-- Input records follows --

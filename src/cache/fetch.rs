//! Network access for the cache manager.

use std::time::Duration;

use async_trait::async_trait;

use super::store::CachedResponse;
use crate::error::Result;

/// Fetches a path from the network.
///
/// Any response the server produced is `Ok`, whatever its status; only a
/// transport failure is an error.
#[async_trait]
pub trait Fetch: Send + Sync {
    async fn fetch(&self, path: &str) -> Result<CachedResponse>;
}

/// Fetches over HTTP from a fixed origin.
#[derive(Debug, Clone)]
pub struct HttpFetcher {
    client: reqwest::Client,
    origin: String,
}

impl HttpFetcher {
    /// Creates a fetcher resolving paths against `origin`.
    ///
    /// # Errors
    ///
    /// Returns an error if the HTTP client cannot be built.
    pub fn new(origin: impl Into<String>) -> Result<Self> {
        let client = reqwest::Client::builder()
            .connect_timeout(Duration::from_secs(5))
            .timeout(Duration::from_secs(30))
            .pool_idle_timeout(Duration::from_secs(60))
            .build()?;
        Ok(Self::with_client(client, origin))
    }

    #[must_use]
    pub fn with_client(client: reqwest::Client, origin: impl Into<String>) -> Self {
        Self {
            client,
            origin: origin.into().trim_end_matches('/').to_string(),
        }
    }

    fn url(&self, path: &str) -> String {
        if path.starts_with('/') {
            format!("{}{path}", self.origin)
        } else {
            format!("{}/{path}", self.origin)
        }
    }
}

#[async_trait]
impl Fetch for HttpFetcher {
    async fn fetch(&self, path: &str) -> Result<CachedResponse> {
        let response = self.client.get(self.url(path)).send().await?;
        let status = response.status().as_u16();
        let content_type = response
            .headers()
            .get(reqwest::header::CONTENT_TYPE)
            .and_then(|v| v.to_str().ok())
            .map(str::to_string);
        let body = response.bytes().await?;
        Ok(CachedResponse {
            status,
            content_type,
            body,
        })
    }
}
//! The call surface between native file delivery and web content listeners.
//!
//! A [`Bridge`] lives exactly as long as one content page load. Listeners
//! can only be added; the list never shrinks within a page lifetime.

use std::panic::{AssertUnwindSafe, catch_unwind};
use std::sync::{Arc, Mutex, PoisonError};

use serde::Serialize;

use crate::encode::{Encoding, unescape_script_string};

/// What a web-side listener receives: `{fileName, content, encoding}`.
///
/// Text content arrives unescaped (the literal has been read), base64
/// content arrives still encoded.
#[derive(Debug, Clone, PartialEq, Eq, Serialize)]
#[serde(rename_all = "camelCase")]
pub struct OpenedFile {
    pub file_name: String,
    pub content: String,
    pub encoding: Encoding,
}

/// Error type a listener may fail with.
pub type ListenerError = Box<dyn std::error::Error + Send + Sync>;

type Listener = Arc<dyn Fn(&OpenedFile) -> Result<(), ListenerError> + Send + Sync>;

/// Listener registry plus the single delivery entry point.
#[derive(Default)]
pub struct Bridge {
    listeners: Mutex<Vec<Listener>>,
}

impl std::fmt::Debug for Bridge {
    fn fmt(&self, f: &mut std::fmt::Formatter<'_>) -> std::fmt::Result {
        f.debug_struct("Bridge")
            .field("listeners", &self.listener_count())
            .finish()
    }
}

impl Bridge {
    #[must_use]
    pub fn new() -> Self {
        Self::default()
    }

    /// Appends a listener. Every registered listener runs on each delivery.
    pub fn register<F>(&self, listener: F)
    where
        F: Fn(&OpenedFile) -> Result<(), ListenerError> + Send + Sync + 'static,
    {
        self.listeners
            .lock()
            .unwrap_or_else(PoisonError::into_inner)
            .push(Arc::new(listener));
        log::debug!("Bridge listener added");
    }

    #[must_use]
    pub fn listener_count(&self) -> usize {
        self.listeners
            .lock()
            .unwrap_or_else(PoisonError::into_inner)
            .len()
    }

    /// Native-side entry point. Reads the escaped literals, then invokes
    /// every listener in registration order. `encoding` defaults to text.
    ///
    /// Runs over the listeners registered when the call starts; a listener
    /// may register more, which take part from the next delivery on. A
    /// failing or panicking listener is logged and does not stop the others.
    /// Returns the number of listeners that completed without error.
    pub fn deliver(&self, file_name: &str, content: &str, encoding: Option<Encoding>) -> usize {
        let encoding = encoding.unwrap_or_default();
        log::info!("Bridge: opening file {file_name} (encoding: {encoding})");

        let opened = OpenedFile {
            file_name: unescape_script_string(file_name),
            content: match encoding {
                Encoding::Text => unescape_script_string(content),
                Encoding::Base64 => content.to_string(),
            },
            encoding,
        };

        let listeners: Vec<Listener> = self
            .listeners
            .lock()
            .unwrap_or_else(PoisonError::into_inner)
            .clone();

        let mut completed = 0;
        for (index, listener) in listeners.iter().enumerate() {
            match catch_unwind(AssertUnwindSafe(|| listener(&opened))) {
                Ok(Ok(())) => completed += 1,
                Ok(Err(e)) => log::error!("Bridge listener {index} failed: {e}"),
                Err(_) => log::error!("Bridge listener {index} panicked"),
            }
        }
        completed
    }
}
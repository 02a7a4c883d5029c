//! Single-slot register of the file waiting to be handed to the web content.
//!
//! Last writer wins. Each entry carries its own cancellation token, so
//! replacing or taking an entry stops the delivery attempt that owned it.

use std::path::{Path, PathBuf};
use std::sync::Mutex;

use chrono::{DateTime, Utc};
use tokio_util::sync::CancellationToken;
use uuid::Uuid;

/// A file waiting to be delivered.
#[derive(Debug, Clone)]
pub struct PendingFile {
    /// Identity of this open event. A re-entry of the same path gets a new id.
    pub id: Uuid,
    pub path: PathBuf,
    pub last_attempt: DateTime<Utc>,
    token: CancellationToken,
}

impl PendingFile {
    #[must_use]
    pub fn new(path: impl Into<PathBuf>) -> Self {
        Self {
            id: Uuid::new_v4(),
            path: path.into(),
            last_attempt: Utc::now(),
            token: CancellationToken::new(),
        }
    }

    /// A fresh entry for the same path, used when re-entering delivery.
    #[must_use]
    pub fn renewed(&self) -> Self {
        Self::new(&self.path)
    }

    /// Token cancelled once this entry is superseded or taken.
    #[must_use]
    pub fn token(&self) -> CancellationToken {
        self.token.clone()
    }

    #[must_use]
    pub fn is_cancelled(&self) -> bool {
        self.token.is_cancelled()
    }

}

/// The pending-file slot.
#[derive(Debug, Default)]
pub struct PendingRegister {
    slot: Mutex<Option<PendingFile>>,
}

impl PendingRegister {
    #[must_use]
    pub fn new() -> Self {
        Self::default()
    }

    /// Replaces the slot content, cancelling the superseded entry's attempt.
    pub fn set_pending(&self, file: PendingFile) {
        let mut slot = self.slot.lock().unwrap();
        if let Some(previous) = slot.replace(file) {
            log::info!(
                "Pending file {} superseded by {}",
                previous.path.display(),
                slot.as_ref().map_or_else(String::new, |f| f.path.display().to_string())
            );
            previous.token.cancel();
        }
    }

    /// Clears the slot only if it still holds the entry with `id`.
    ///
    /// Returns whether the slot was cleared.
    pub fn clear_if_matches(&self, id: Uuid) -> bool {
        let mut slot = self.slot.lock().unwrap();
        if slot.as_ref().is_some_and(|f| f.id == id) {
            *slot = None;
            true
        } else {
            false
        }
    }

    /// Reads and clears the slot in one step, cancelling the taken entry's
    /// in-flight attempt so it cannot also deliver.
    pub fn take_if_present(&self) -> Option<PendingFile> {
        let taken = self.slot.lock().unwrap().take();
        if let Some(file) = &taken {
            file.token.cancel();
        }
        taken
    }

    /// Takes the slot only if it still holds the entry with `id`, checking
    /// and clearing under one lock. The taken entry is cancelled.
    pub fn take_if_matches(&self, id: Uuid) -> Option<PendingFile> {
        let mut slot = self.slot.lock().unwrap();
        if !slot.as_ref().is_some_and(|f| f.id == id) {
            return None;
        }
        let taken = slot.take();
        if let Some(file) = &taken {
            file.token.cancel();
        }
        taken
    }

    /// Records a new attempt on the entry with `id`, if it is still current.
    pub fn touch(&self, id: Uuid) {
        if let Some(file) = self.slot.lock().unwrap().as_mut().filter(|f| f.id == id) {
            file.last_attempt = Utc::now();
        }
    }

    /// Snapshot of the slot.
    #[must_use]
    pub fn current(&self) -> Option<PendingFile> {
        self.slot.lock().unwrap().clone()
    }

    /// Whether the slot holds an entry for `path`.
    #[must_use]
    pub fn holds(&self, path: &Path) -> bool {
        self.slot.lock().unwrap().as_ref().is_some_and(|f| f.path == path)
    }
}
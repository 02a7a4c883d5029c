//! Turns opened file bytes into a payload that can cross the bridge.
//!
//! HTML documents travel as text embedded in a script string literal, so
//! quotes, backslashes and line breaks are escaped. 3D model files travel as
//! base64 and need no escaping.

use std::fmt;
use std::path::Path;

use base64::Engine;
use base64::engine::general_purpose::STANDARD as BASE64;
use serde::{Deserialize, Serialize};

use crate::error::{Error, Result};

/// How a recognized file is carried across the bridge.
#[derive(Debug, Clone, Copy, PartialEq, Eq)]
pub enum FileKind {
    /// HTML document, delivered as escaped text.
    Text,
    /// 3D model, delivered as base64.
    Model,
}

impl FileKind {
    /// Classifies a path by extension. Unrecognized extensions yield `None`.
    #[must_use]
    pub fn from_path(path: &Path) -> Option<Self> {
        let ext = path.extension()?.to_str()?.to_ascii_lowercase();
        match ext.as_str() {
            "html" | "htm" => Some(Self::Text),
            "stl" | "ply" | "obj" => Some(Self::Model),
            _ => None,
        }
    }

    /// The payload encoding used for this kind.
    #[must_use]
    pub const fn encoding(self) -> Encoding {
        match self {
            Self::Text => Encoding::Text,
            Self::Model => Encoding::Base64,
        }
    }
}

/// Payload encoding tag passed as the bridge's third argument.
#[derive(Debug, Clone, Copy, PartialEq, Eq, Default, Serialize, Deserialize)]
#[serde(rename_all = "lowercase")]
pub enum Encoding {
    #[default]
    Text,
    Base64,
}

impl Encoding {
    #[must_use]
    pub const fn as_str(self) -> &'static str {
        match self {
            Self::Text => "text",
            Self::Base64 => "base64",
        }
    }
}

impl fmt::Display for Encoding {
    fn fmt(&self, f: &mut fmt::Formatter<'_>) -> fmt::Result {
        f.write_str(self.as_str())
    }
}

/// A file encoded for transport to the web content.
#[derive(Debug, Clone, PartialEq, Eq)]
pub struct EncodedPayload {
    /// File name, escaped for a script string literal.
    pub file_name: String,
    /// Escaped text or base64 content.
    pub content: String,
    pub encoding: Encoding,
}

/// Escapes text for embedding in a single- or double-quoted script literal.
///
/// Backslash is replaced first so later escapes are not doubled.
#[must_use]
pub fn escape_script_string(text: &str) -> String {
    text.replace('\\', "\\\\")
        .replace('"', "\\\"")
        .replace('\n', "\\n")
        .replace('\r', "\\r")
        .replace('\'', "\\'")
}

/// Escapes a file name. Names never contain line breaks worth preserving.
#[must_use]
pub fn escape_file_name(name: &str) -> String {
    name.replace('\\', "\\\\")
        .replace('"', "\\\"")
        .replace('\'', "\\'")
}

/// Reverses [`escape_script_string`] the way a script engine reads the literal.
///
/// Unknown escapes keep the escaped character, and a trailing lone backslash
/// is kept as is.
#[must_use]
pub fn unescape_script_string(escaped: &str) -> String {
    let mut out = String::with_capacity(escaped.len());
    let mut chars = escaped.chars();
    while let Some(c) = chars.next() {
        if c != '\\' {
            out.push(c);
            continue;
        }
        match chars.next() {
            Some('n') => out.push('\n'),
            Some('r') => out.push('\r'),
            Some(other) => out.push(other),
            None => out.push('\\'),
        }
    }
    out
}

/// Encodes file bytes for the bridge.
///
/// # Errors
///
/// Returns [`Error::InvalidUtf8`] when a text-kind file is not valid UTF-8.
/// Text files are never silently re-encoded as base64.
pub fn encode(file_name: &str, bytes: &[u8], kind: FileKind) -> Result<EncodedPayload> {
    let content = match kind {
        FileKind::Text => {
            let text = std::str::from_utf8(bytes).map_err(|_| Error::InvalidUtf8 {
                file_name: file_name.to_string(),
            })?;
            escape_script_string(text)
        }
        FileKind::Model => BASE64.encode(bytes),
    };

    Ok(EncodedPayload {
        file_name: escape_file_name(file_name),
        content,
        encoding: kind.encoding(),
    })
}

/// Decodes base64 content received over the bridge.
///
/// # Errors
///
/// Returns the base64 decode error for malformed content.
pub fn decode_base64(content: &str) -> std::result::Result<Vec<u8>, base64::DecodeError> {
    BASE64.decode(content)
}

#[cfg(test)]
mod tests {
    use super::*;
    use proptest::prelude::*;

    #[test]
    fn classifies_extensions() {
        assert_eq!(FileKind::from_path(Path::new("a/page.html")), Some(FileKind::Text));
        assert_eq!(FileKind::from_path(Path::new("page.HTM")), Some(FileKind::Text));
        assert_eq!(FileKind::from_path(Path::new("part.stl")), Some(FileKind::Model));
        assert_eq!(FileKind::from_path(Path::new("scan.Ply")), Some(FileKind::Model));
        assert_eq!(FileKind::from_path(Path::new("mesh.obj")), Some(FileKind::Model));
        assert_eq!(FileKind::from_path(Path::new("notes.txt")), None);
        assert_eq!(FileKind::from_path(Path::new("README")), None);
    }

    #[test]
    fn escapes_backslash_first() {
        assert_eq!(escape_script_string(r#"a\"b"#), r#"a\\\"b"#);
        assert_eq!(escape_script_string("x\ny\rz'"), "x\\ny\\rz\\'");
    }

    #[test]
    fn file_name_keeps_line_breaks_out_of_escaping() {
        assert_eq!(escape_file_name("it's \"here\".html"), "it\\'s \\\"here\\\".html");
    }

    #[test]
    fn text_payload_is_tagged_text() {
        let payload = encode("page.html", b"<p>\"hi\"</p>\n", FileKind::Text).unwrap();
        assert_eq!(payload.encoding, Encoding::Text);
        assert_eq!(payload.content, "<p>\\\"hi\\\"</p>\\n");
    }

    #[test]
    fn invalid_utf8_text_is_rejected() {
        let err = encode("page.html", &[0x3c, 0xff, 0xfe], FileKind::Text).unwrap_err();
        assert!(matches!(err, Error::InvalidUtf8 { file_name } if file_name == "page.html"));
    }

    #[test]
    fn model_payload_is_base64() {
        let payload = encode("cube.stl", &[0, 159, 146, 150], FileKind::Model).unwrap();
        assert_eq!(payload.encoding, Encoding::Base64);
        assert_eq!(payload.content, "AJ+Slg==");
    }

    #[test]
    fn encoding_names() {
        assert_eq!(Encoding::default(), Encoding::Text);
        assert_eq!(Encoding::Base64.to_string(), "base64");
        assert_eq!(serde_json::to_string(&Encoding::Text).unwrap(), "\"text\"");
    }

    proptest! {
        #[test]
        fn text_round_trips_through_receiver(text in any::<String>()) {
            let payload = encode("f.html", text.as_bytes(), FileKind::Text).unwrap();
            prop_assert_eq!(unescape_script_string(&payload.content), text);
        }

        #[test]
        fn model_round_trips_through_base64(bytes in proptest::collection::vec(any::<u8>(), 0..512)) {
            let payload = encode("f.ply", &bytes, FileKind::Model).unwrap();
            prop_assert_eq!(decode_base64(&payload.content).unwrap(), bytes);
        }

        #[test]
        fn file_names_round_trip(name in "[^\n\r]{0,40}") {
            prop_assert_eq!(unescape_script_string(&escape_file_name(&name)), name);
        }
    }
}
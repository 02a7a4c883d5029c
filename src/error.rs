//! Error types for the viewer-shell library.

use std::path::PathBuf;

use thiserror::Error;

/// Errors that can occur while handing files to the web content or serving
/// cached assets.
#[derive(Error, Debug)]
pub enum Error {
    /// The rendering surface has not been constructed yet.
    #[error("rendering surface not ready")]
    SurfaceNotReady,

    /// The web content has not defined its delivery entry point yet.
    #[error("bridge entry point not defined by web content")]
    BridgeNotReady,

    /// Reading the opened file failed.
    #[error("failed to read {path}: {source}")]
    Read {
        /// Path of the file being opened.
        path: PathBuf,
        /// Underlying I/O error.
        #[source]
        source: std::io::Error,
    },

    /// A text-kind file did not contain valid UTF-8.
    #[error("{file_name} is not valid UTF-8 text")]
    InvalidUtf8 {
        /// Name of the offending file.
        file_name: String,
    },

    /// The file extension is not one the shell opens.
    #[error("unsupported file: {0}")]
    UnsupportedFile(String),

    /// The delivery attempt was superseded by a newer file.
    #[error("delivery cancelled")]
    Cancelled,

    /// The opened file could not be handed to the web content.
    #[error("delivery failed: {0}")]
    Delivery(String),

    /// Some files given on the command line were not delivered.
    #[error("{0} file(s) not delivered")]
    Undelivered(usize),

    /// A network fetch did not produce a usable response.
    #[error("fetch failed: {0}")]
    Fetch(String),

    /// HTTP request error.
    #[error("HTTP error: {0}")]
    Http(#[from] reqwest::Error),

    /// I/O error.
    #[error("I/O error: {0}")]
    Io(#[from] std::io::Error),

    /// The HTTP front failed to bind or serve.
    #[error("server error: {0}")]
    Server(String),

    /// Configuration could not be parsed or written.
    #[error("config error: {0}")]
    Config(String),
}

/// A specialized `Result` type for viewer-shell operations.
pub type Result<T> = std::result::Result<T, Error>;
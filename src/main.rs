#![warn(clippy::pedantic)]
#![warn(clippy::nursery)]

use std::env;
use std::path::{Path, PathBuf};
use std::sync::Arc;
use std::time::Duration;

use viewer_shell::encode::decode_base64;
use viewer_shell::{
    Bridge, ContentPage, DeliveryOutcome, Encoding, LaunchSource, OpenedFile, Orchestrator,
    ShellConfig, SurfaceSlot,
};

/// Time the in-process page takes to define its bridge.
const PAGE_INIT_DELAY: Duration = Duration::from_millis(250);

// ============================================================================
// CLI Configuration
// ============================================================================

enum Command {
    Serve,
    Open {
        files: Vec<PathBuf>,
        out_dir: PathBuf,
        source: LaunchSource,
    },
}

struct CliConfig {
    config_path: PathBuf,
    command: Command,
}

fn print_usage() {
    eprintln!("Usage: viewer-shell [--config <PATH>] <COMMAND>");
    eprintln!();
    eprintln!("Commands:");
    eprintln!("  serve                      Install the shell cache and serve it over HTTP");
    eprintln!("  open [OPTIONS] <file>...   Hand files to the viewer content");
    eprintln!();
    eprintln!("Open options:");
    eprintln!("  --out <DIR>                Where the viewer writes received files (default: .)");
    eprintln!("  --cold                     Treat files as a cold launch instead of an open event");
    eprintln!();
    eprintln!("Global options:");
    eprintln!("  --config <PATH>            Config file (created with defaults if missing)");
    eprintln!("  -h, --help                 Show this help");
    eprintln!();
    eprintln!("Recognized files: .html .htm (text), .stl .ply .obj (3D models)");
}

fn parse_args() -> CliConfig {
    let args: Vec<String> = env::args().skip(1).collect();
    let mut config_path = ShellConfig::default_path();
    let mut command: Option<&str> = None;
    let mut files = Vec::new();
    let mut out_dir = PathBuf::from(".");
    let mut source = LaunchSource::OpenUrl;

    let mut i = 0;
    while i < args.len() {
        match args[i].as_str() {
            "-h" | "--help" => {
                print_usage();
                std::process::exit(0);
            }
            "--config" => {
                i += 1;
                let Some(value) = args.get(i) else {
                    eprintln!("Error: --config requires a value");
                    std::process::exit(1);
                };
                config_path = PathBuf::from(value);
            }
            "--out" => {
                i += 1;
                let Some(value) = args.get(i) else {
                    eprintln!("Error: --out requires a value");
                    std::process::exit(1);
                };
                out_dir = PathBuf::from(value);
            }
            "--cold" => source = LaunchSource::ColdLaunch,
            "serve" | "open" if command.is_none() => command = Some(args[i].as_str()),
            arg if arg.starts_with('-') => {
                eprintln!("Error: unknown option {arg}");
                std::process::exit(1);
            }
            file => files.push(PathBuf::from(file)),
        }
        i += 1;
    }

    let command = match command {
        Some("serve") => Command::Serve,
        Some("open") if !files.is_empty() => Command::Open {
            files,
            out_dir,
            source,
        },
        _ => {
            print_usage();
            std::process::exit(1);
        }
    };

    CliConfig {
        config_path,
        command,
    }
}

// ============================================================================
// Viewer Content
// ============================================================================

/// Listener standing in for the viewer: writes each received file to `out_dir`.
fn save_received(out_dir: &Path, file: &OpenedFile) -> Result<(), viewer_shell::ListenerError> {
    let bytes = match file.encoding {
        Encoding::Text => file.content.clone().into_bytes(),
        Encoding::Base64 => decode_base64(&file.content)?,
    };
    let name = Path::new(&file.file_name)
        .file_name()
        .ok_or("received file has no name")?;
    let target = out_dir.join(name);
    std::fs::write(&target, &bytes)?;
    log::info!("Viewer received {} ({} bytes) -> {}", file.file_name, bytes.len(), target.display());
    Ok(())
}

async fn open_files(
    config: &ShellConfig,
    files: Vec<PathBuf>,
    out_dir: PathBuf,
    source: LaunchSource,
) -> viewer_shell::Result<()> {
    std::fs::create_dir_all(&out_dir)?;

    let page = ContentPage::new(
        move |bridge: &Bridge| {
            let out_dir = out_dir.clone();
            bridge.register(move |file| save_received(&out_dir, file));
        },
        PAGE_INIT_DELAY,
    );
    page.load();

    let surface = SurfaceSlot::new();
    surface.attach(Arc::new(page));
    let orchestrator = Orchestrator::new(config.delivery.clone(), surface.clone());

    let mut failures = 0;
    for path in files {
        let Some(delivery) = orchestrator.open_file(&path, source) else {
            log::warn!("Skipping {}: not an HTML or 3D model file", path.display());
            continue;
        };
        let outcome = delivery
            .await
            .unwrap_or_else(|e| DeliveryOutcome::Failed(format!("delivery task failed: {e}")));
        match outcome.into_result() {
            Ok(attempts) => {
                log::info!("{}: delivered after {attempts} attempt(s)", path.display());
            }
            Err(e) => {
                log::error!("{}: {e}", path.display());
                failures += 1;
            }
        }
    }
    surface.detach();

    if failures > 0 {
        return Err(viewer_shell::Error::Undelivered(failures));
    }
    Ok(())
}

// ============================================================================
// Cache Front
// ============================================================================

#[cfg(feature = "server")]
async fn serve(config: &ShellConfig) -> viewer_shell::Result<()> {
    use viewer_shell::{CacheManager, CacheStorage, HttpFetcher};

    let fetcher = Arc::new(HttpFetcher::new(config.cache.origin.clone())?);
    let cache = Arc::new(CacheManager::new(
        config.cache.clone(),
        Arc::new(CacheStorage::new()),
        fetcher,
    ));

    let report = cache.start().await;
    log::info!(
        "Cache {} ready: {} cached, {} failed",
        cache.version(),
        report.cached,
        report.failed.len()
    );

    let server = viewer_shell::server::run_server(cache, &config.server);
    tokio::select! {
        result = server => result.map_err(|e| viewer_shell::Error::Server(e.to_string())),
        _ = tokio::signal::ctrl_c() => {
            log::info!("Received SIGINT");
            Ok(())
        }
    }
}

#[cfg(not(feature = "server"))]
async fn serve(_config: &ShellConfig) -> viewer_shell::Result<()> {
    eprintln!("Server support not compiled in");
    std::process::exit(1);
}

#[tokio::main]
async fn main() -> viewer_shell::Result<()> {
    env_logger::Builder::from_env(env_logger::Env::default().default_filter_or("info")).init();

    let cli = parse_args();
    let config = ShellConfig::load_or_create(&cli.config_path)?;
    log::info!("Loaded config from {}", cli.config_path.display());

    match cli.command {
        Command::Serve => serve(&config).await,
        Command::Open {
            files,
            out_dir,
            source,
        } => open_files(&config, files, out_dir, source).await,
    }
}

-- Input records concluded --

**Task brief**
Copy down every line of the entries containing the word "CancellationToken".

**Expected answer**
use tokio_util::sync::CancellationToken;
    token: CancellationToken,
            token: CancellationToken::new(),
    pub fn token(&self) -> CancellationToken {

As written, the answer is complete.